◆ How to complete this task: Repeat the entries below exactly, missing none.

***** Data records *****

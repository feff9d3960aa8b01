//! Interactive input collaborators
//!
//! The core never talks to a terminal directly; it goes through the
//! [`Prompter`] capability. The CLI hands in a readline-backed
//! implementation, tests hand in scripted fakes.

use std::process::Stdio;
use tokio::io::AsyncWriteExt;
use tokio::process::Command;
use tracing::debug;

use crate::types::{ExecutionError, Result};

/// A single "ask questions" capability, used during authoring and during
/// non-default template resolution.
pub trait Prompter {
    /// Ask for a line of input, pre-filled with `default`. Cancellation
    /// (end-of-input, interrupt) surfaces as an error that aborts the
    /// current operation.
    fn ask(&self, prompt: &str, default: &str) -> Result<String>;

    /// Ask a yes/no question, re-asking until the answer is "y" or "n".
    fn confirm(&self, prompt: &str) -> Result<bool> {
        loop {
            let answer = self.ask(&format!("{prompt} (y/n): "), "")?;
            match answer.trim() {
                "y" | "Y" => return Ok(true),
                "n" | "N" => return Ok(false),
                _ => continue,
            }
        }
    }
}

/// Readline-backed prompter with line editing and a pre-filled default
#[derive(Debug, Default)]
pub struct ReadlinePrompter;

impl ReadlinePrompter {
    pub fn new() -> Self {
        Self
    }
}

impl Prompter for ReadlinePrompter {
    fn ask(&self, prompt: &str, default: &str) -> Result<String> {
        let mut editor = rustyline::DefaultEditor::new()?;
        let line = editor.readline_with_initial(prompt, (default, ""))?;
        Ok(line.trim().to_string())
    }
}

/// Run an external fuzzy-finder command over the known snippet titles
///
/// Titles are written to the child's stdin, one per line; the selected
/// title is whatever the child prints to stdout. Returns `None` when the
/// finder exits without selecting anything.
pub async fn filter_titles(filter_cmd: &str, titles: &[String]) -> Result<Option<String>> {
    debug!(filter_cmd = %filter_cmd, candidates = titles.len(), "running fuzzy finder");

    let mut child = Command::new("sh")
        .arg("-c")
        .arg(filter_cmd)
        .stdin(Stdio::piped())
        .stdout(Stdio::piped())
        .spawn()
        .map_err(|e| ExecutionError::StartFailed {
            command: filter_cmd.to_string(),
            source: e,
        })?;

    if let Some(mut stdin) = child.stdin.take() {
        let input = titles.join("\n");
        // the finder may exit before consuming every title
        let _ = stdin.write_all(input.as_bytes()).await;
    }

    let output = child.wait_with_output().await?;
    let choice = String::from_utf8_lossy(&output.stdout).trim().to_string();

    if choice.is_empty() {
        Ok(None)
    } else {
        Ok(Some(choice))
    }
}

*****

◆ Solution:
repository feff9d3960aa8b01
//! Interactive input collaborators
//!
//! The core never talks to a terminal directly; it goes through the
//! [`Prompter`] capability. The CLI hands in a readline-backed
//! implementation, tests hand in scripted fakes.

use std::process::Stdio;
use tokio::io::AsyncWriteExt;
use tokio::process::Command;
use tracing::debug;

use crate::types::{ExecutionError, Result};

/// A single "ask questions" capability, used during authoring and during
/// non-default template resolution.
pub trait Prompter {
    /// Ask for a line of input, pre-filled with `default`. Cancellation
    /// (end-of-input, interrupt) surfaces as an error that aborts the
    /// current operation.
    fn ask(&self, prompt: &str, default: &str) -> Result<String>;

    /// Ask a yes/no question, re-asking until the answer is "y" or "n".
    fn confirm(&self, prompt: &str) -> Result<bool> {
        loop {
            let answer = self.ask(&format!("{prompt} (y/n): "), "")?;
            match answer.trim() {
                "y" | "Y" => return Ok(true),
                "n" | "N" => return Ok(false),
                _ => continue,
            }
        }
    }
}

/// Readline-backed prompter with line editing and a pre-filled default
#[derive(Debug, Default)]
pub struct ReadlinePrompter;

impl ReadlinePrompter {
    pub fn new() -> Self {
        Self
    }
}

impl Prompter for ReadlinePrompter {
    fn ask(&self, prompt: &str, default: &str) -> Result<String> {
        let mut editor = rustyline::DefaultEditor::new()?;
        let line = editor.readline_with_initial(prompt, (default, ""))?;
        Ok(line.trim().to_string())
    }
}

/// Run an external fuzzy-finder command over the known snippet titles
///
/// Titles are written to the child's stdin, one per line; the selected
/// title is whatever the child prints to stdout. Returns `None` when the
/// finder exits without selecting anything.
pub async fn filter_titles(filter_cmd: &str, titles: &[String]) -> Result<Option<String>> {
    debug!(filter_cmd = %filter_cmd, candidates = titles.len(), "running fuzzy finder");

    let mut child = Command::new("sh")
        .arg("-c")
        .arg(filter_cmd)
        .stdin(Stdio::piped())
        .stdout(Stdio::piped())
        .spawn()
        .map_err(|e| ExecutionError::StartFailed {
            command: filter_cmd.to_string(),
            source: e,
        })?;

    if let Some(mut stdin) = child.stdin.take() {
        let input = titles.join("\n");
        // the finder may exit before consuming every title
        let _ = stdin.write_all(input.as_bytes()).await;
    }

    let output = child.wait_with_output().await?;
    let choice = String::from_utf8_lossy(&output.stdout).trim().to_string();

    if choice.is_empty() {
        Ok(None)
    } else {
        Ok(Some(choice))
    }
}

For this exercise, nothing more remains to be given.